Ah, I see. Your experience sounds like what would've been the old GATE program. My oldest still-a-kid daughter was recommended for gifted and talented education and she was accepted to a school that mainly accepts students in the gifted and talented program. I've heard my middle daughter was also accepted and while I don't know for sure, I don't see why my youngest wouldn't also be accepted. All the kids going to the same school makes transportation a whole lot simpler too.


----------



## FaeSoleil (9 mo ago)

Scoobyscoob said:


> Giftedness doesn't have to be on the basis of IQ. There's giftedness, which has a certain meaning, there's having a gifted level of IQ which is generally 130-145 and there was what @FaeSoleil mentioned and I replied back about which is being in a gifted and talented program, which @ai.tran.75 mentioned used to be called GATE in California which is actually called something else now the last time I spoke with the woman who was going to be my oldest daughter's teacher.


They did a lot of tests on me as a kid around academic and IQ-adjacent things. No idea which ones actually got me in the program.



OrchidSugar said:


> Everyone with a high IQ and with a relentless obsession for problem solving (compared against the average) would be gifted. But not all gifted people have high IQ or relentless problem solving abilities.

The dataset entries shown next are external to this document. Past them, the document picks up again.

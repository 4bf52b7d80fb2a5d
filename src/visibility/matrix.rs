//! Binary visibility matrices.

use serde::{Deserialize, Serialize};

/// Dense row-major matrix of 0/1 entries.
#[derive(Debug, Clone, PartialEq, Eq, Serialize, Deserialize)]
pub struct BinaryMatrix {
    rows: usize,
    cols: usize,
    data: Vec<u8>,
}

impl BinaryMatrix {
    pub fn zeros(rows: usize, cols: usize) -> Self {
        Self {
            rows,
            cols,
            data: vec![0; rows * cols],
        }
    }

    /// Build from row-major data; `None` if the length does not match or an
    /// entry is not 0/1.
    pub fn from_data(rows: usize, cols: usize, data: Vec<u8>) -> Option<Self> {
        if data.len() != rows * cols || data.iter().any(|&v| v > 1) {
            return None;
        }
        Some(Self { rows, cols, data })
    }

    pub fn rows(&self) -> usize {
        self.rows
    }

    pub fn cols(&self) -> usize {
        self.cols
    }

    pub fn get(&self, row: usize, col: usize) -> u8 {
        self.data[row * self.cols + col]
    }

    pub fn row(&self, row: usize) -> &[u8] {
        &self.data[row * self.cols..(row + 1) * self.cols]
    }

    pub fn column(&self, col: usize) -> Vec<u8> {
        (0..self.rows).map(|row| self.get(row, col)).collect()
    }

    /// Row-major entries.
    pub fn data(&self) -> &[u8] {
        &self.data
    }

    /// Number of entries equal to 1.
    pub fn count_ones(&self) -> usize {
        self.data.iter().filter(|&&v| v == 1).count()
    }

    pub(crate) fn set_column(&mut self, col: usize, values: &[u8]) {
        for (row, &value) in values.iter().enumerate().take(self.rows) {
            self.data[row * self.cols + col] = value;
        }
    }

    /// Elementwise product with a matrix of the same shape.
    pub fn hadamard(&self, other: &BinaryMatrix) -> BinaryMatrix {
        debug_assert_eq!((self.rows, self.cols), (other.rows, other.cols));
        BinaryMatrix {
            rows: self.rows,
            cols: self.cols,
            data: self
                .data
                .iter()
                .zip(&other.data)
                .map(|(a, b)| a * b)
                .collect(),
        }
    }
}

/// Visibility of every target voxel (rows) from every camera voxel
/// (columns), together with the target mask.
///
/// Immutable once computed.
#[derive(Debug, Clone, PartialEq, Eq, Serialize, Deserialize)]
pub struct VisibilityMatrix {
    value: BinaryMatrix,
    /// One entry per target row, 1 = optimization target.
    target_mask: Vec<u8>,
}

impl VisibilityMatrix {
    /// Pair a square visibility matrix with its target flags; absent targets
    /// mark every voxel as a target.
    pub(crate) fn new(value: BinaryMatrix, targets: Option<&[bool]>) -> Self {
        let target_mask = match targets {
            Some(targets) => targets.iter().map(|&t| u8::from(t)).collect(),
            None => vec![1; value.rows()],
        };
        Self { value, target_mask }
    }

    /// Rebuild from stored parts; `None` if they do not fit together.
    pub fn from_parts(value: BinaryMatrix, target_mask: Vec<u8>) -> Option<Self> {
        if value.rows() != value.cols()
            || target_mask.len() != value.rows()
            || target_mask.iter().any(|&t| t > 1)
        {
            return None;
        }
        Some(Self { value, target_mask })
    }

    pub fn num_voxels(&self) -> usize {
        self.value.rows()
    }

    /// Raw visibility, row = target voxel, column = camera voxel.
    pub fn value(&self) -> &BinaryMatrix {
        &self.value
    }

    pub fn target_mask(&self) -> &[u8] {
        &self.target_mask
    }

    /// Mask with row `t` filled with the target flag of voxel `t`.
    pub fn mask(&self) -> BinaryMatrix {
        let n = self.num_voxels();
        let mut data = Vec::with_capacity(n * n);
        for &flag in &self.target_mask {
            data.extend(std::iter::repeat(flag).take(n));
        }
        BinaryMatrix {
            rows: n,
            cols: n,
            data,
        }
    }

    /// Visibility restricted to target rows.
    pub fn masked_value(&self) -> BinaryMatrix {
        let n = self.num_voxels();
        let mut masked = self.value.clone();
        for (row, &flag) in self.target_mask.iter().enumerate() {
            if flag == 0 {
                masked.data[row * n..(row + 1) * n].fill(0);
            }
        }
        masked
    }

    pub fn is_visible(&self, target: usize, camera: usize) -> bool {
        self.value.get(target, camera) == 1
    }

    /// Number of targets the camera at `camera` sees.
    pub fn visible_targets(&self, camera: usize) -> usize {
        (0..self.num_voxels())
            .filter(|&t| self.target_mask[t] == 1 && self.is_visible(t, camera))
            .count()
    }
}
//! Non-fatal warnings raised while building inputs or computing visibility.
//!
//! A [`Diagnostics`] handle is created per run and passed explicitly to the
//! constructors and the engine. Every entry is also forwarded to `tracing`,
//! so callers that only watch the log still see them.

use parking_lot::Mutex;
use serde::Serialize;

/// Category of a diagnostic.
#[derive(Debug, Clone, Copy, PartialEq, Eq, Hash, Serialize)]
pub enum DiagnosticKind {
    /// A resolution requirement pair with `min >= max`; the camera gets an
    /// empty or inverted depth of field.
    InvertedResolutionRange,
    /// A ray-march step coarse enough to skip over single-voxel obstacles.
    CoarseSampleStep,
}

impl DiagnosticKind {
    pub fn display_name(&self) -> &'static str {
        match self {
            DiagnosticKind::InvertedResolutionRange => "Inverted resolution range",
            DiagnosticKind::CoarseSampleStep => "Coarse sample step",
        }
    }
}

/// A single recorded warning.
#[derive(Debug, Clone, PartialEq, Serialize)]
pub struct Diagnostic {
    pub kind: DiagnosticKind,
    pub message: String,
}

/// Thread-safe collector for the warnings of one run.
#[derive(Debug, Default)]
pub struct Diagnostics {
    entries: Mutex<Vec<Diagnostic>>,
}

impl Diagnostics {
    pub fn new() -> Self {
        Self::default()
    }

    /// Record a warning and log it.
    pub fn warn(&self, kind: DiagnosticKind, message: impl Into<String>) {
        let message = message.into();
        tracing::warn!(kind = kind.display_name(), "{}", message);
        self.entries.lock().push(Diagnostic { kind, message });
    }

    /// Snapshot of everything recorded so far.
    pub fn entries(&self) -> Vec<Diagnostic> {
        self.entries.lock().clone()
    }

    /// Number of entries of the given kind.
    pub fn count(&self, kind: DiagnosticKind) -> usize {
        self.entries.lock().iter().filter(|d| d.kind == kind).count()
    }

    pub fn len(&self) -> usize {
        self.entries.lock().len()
    }

    pub fn is_empty(&self) -> bool {
        self.entries.lock().is_empty()
    }

    /// Drain all entries, leaving the collector empty.
    pub fn take(&self) -> Vec<Diagnostic> {
        std::mem::take(&mut *self.entries.lock())
    }
}

#[cfg(test)]
mod tests {
    use super::*;

    #[test]
    fn test_warn_records_entries() {
        let diagnostics = Diagnostics::new();
        assert!(diagnostics.is_empty());

        diagnostics.warn(DiagnosticKind::CoarseSampleStep, "step 0.8");
        diagnostics.warn(DiagnosticKind::InvertedResolutionRange, "camera 3");
        diagnostics.warn(DiagnosticKind::InvertedResolutionRange, "camera 4");

        assert_eq!(diagnostics.len(), 3);
        assert_eq!(diagnostics.count(DiagnosticKind::InvertedResolutionRange), 2);
        assert_eq!(diagnostics.entries()[0].message, "step 0.8");
    }

    #[test]
    fn test_take_empties_collector() {
        let diagnostics = Diagnostics::new();
        diagnostics.warn(DiagnosticKind::CoarseSampleStep, "step 0.6");

        let taken = diagnostics.take();
        assert_eq!(taken.len(), 1);
        assert!(diagnostics.is_empty());
    }
}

Honestly... idk. I definitely feel like people make way bigger a deal of intelligence than it actually is. I kinda dislike a lot of the people around my IQ bracket. "Gifted, but not genius level" feels like it makes a lot of people who are smarter (by some measure) than 99% of people, and yet still manage to have far more ego than actual ability. Alternatively, people who could do so much good if they had the self-esteem to match their potential. Not many healthy people. >.<


----------



## FaeSoleil (9 mo ago)

Scoobyscoob said:


> Ah, I see. Your experience sounds like what would've been the old GATE program. My oldest still-a-kid daughter was recommended for gifted and talented education and she was accepted to a school that mainly accepts students in the gifted and talented program. I've heard my middle daughter was also accepted and while I don't know for sure, I don't see why my youngest wouldn't also be accepted. All the kids going to the same school makes transportation a whole lot simpler too.


I later went to a dedicated private school for "gifted and talented" kids. Suffice to say, it was worse, and the "teacher"s role model as Judge Judy of all people. Says enough about her, I think, that it was run by someone who thinks yelling is a replacement for soft skills.

Gosh. Is... strange to think about how much better things might have been if my parents found places like that - and without that kinda flaw.


----------



## Scoobyscoob (Sep 4, 2016)

OrchidSugar said:


> Yeah I'm in agreement. High IQ is just one form of giftedness. There are many ways to be gifted. Usually it involves a level of comparison between others of your same age level, experience level, etc.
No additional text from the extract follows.